### Your objective
Find the line containing "assert!(is_literal(kind));", then output it and every line after it through the end of the listing below, exactly as written.

### Working data
//! Kind labels of the generic tree.
//!
//! The vocabulary follows the TypeScript compiler's `SyntaxKind` names so
//! that trees dumped by other TypeScript tooling read the same way. The set
//! is open: parsers may emit kinds that are not listed here, and each
//! pipeline stage only dispatches on the kinds it understands.

/// Root node covering a whole source file.
pub const SOURCE_FILE: &str = "SourceFile";
/// Zero-width marker closing a [`SOURCE_FILE`].
pub const END_OF_FILE_TOKEN: &str = "EndOfFileToken";

/// Statement grouping a single [`VARIABLE_DECLARATION_LIST`].
pub const VARIABLE_STATEMENT: &str = "VariableStatement";
/// `let a = 1, b = 2` without the terminating semicolon.
pub const VARIABLE_DECLARATION_LIST: &str = "VariableDeclarationList";
/// A single `name: type = initializer` binding.
pub const VARIABLE_DECLARATION: &str = "VariableDeclaration";

/// Plain identifier.
pub const IDENTIFIER: &str = "Identifier";
/// `#private` member name.
pub const PRIVATE_IDENTIFIER: &str = "PrivateIdentifier";

/// `string` type keyword.
pub const STRING_KEYWORD: &str = "StringKeyword";
/// `number` type keyword.
pub const NUMBER_KEYWORD: &str = "NumberKeyword";
/// `boolean` type keyword.
pub const BOOLEAN_KEYWORD: &str = "BooleanKeyword";
/// `any` type keyword.
pub const ANY_KEYWORD: &str = "AnyKeyword";
/// `unknown` type keyword.
pub const UNKNOWN_KEYWORD: &str = "UnknownKeyword";
/// `void` type keyword.
pub const VOID_KEYWORD: &str = "VoidKeyword";
/// `never` type keyword.
pub const NEVER_KEYWORD: &str = "NeverKeyword";
/// `object` type keyword.
pub const OBJECT_KEYWORD: &str = "ObjectKeyword";
/// `symbol` type keyword.
pub const SYMBOL_KEYWORD: &str = "SymbolKeyword";
/// `bigint` type keyword.
pub const BIGINT_KEYWORD: &str = "BigIntKeyword";
/// `undefined` type keyword.
pub const UNDEFINED_KEYWORD: &str = "UndefinedKeyword";
/// Named type such as `Animal` or `Array<string>`.
pub const TYPE_REFERENCE: &str = "TypeReference";

/// Quoted string literal.
pub const STRING_LITERAL: &str = "StringLiteral";
/// Numeric literal.
pub const NUMERIC_LITERAL: &str = "NumericLiteral";
/// Template literal without substitutions.
pub const NO_SUBSTITUTION_TEMPLATE_LITERAL: &str = "NoSubstitutionTemplateLiteral";
/// Template literal with `${}` substitutions.
pub const TEMPLATE_EXPRESSION: &str = "TemplateExpression";
/// `/regex/` literal.
pub const REGULAR_EXPRESSION_LITERAL: &str = "RegularExpressionLiteral";
/// `true`.
pub const TRUE_KEYWORD: &str = "TrueKeyword";
/// `false`.
pub const FALSE_KEYWORD: &str = "FalseKeyword";
/// `null`.
pub const NULL_KEYWORD: &str = "NullKeyword";
/// `this`.
pub const THIS_KEYWORD: &str = "ThisKeyword";
/// `super`.
pub const SUPER_KEYWORD: &str = "SuperKeyword";

/// Statement consisting of a single expression.
pub const EXPRESSION_STATEMENT: &str = "ExpressionStatement";
/// Binary or assignment expression `[left, operator, right]`.
pub const BINARY_EXPRESSION: &str = "BinaryExpression";
/// `=` operator inside a [`BINARY_EXPRESSION`].
pub const EQUALS_TOKEN: &str = "EqualsToken";
/// Function or method call `[callee, args…]`.
pub const CALL_EXPRESSION: &str = "CallExpression";
/// `object.property`.
pub const PROPERTY_ACCESS_EXPRESSION: &str = "PropertyAccessExpression";
/// `object[index]`.
pub const ELEMENT_ACCESS_EXPRESSION: &str = "ElementAccessExpression";
/// `new Callee(args…)`.
pub const NEW_EXPRESSION: &str = "NewExpression";
/// `(expression)`.
pub const PARENTHESIZED_EXPRESSION: &str = "ParenthesizedExpression";
/// `++x`, `-x`, `!x`.
pub const PREFIX_UNARY_EXPRESSION: &str = "PrefixUnaryExpression";
/// `x++`, `x--`.
pub const POSTFIX_UNARY_EXPRESSION: &str = "PostfixUnaryExpression";

/// `class Name … { … }`.
pub const CLASS_DECLARATION: &str = "ClassDeclaration";
/// `extends Base` or `implements Contract`.
pub const HERITAGE_CLAUSE: &str = "HeritageClause";
/// Expression inside a [`HERITAGE_CLAUSE`].
pub const EXPRESSION_WITH_TYPE_ARGUMENTS: &str = "ExpressionWithTypeArguments";
/// `constructor(…) { … }`.
pub const CONSTRUCTOR: &str = "Constructor";
/// Class method.
pub const METHOD_DECLARATION: &str = "MethodDeclaration";
/// Class field.
pub const PROPERTY_DECLARATION: &str = "PropertyDeclaration";
/// Function or constructor parameter.
pub const PARAMETER: &str = "Parameter";
/// `{ statements… }`.
pub const BLOCK: &str = "Block";

/// Kind given to unparsable source regions.
pub const UNKNOWN: &str = "Unknown";

/// Returns true for operator token kinds that assign to their left operand.
#[must_use]
pub fn is_assignment_operator(kind: &str) -> bool {
    matches!(
        kind,
        EQUALS_TOKEN
            | "PlusEqualsToken"
            | "MinusEqualsToken"
            | "AsteriskEqualsToken"
            | "AsteriskAsteriskEqualsToken"
            | "SlashEqualsToken"
            | "PercentEqualsToken"
            | "LessThanLessThanEqualsToken"
            | "GreaterThanGreaterThanEqualsToken"
            | "GreaterThanGreaterThanGreaterThanEqualsToken"
            | "AmpersandEqualsToken"
            | "BarEqualsToken"
            | "CaretEqualsToken"
            | "AmpersandAmpersandEqualsToken"
            | "BarBarEqualsToken"
            | "QuestionQuestionEqualsToken"
            | "FirstAssignment"
            | "FirstCompoundAssignment"
            | "LastCompoundAssignment"
    )
}

/// Returns true for literal kinds (values written directly in source).
#[must_use]
pub fn is_literal(kind: &str) -> bool {
    matches!(
        kind,
        STRING_LITERAL
            | NUMERIC_LITERAL
            | "BigIntLiteral"
            | NO_SUBSTITUTION_TEMPLATE_LITERAL
            | TEMPLATE_EXPRESSION
            | REGULAR_EXPRESSION_LITERAL
            | TRUE_KEYWORD
            | FALSE_KEYWORD
            | NULL_KEYWORD
    )
}

/// Returns true for type nodes (keyword types and references).
#[must_use]
pub fn is_type(kind: &str) -> bool {
    matches!(
        kind,
        STRING_KEYWORD
            | NUMBER_KEYWORD
            | BOOLEAN_KEYWORD
            | ANY_KEYWORD
            | UNKNOWN_KEYWORD
            | VOID_KEYWORD
            | NEVER_KEYWORD
            | OBJECT_KEYWORD
            | SYMBOL_KEYWORD
            | BIGINT_KEYWORD
            | UNDEFINED_KEYWORD
            | TYPE_REFERENCE
            | "ArrayType"
            | "UnionType"
            | "IntersectionType"
            | "FunctionType"
            | "TypeLiteral"
            | "LiteralType"
            | "TupleType"
    )
}

/// Maps alias names to the kind constants above.
///
/// `ts.SyntaxKind[kind]` reports the first enum member sharing a value, so
/// trees dumped by the TypeScript compiler API label variable statements
/// `FirstStatement` and `=` tokens `FirstAssignment`.
#[must_use]
pub fn canonical(kind: &str) -> &str {
    match kind {
        "FirstStatement" => VARIABLE_STATEMENT,
        "FirstAssignment" => EQUALS_TOKEN,
        "FirstLiteralToken" => NUMERIC_LITERAL,
        "FirstTemplateToken" => NO_SUBSTITUTION_TEMPLATE_LITERAL,
        other => other,
    }
}

#[cfg(test)]
mod tests {
    use super::*;

    #[test]
    fn assignment_operators() {
        assert!(is_assignment_operator(EQUALS_TOKEN));
        assert!(is_assignment_operator("PlusEqualsToken"));
        assert!(!is_assignment_operator("EqualsEqualsEqualsToken"));
        assert!(!is_assignment_operator("PlusToken"));
    }

    #[test]
    fn literal_and_type_sets_are_disjoint() {
        for kind in [STRING_LITERAL, NUMERIC_LITERAL, TRUE_KEYWORD, NULL_KEYWORD] {
            assert!(is_literal(kind));
            assert!(!is_type(kind));
        }
        assert!(is_type(STRING_KEYWORD));
        assert!(!is_literal(STRING_KEYWORD));
    }

    #[test]
    fn canonical_resolves_aliases() {
        assert_eq!(canonical("FirstStatement"), VARIABLE_STATEMENT);
        assert_eq!(canonical("FirstAssignment"), EQUALS_TOKEN);
        assert_eq!(canonical(IDENTIFIER), IDENTIFIER);
    }
}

### Solution below
            assert!(is_literal(kind));
            assert!(!is_type(kind));
        }
        assert!(is_type(STRING_KEYWORD));
        assert!(!is_literal(STRING_KEYWORD));
    }

    #[test]
    fn canonical_resolves_aliases() {
        assert_eq!(canonical("FirstStatement"), VARIABLE_STATEMENT);
        assert_eq!(canonical("FirstAssignment"), EQUALS_TOKEN);
        assert_eq!(canonical(IDENTIFIER), IDENTIFIER);
    }
}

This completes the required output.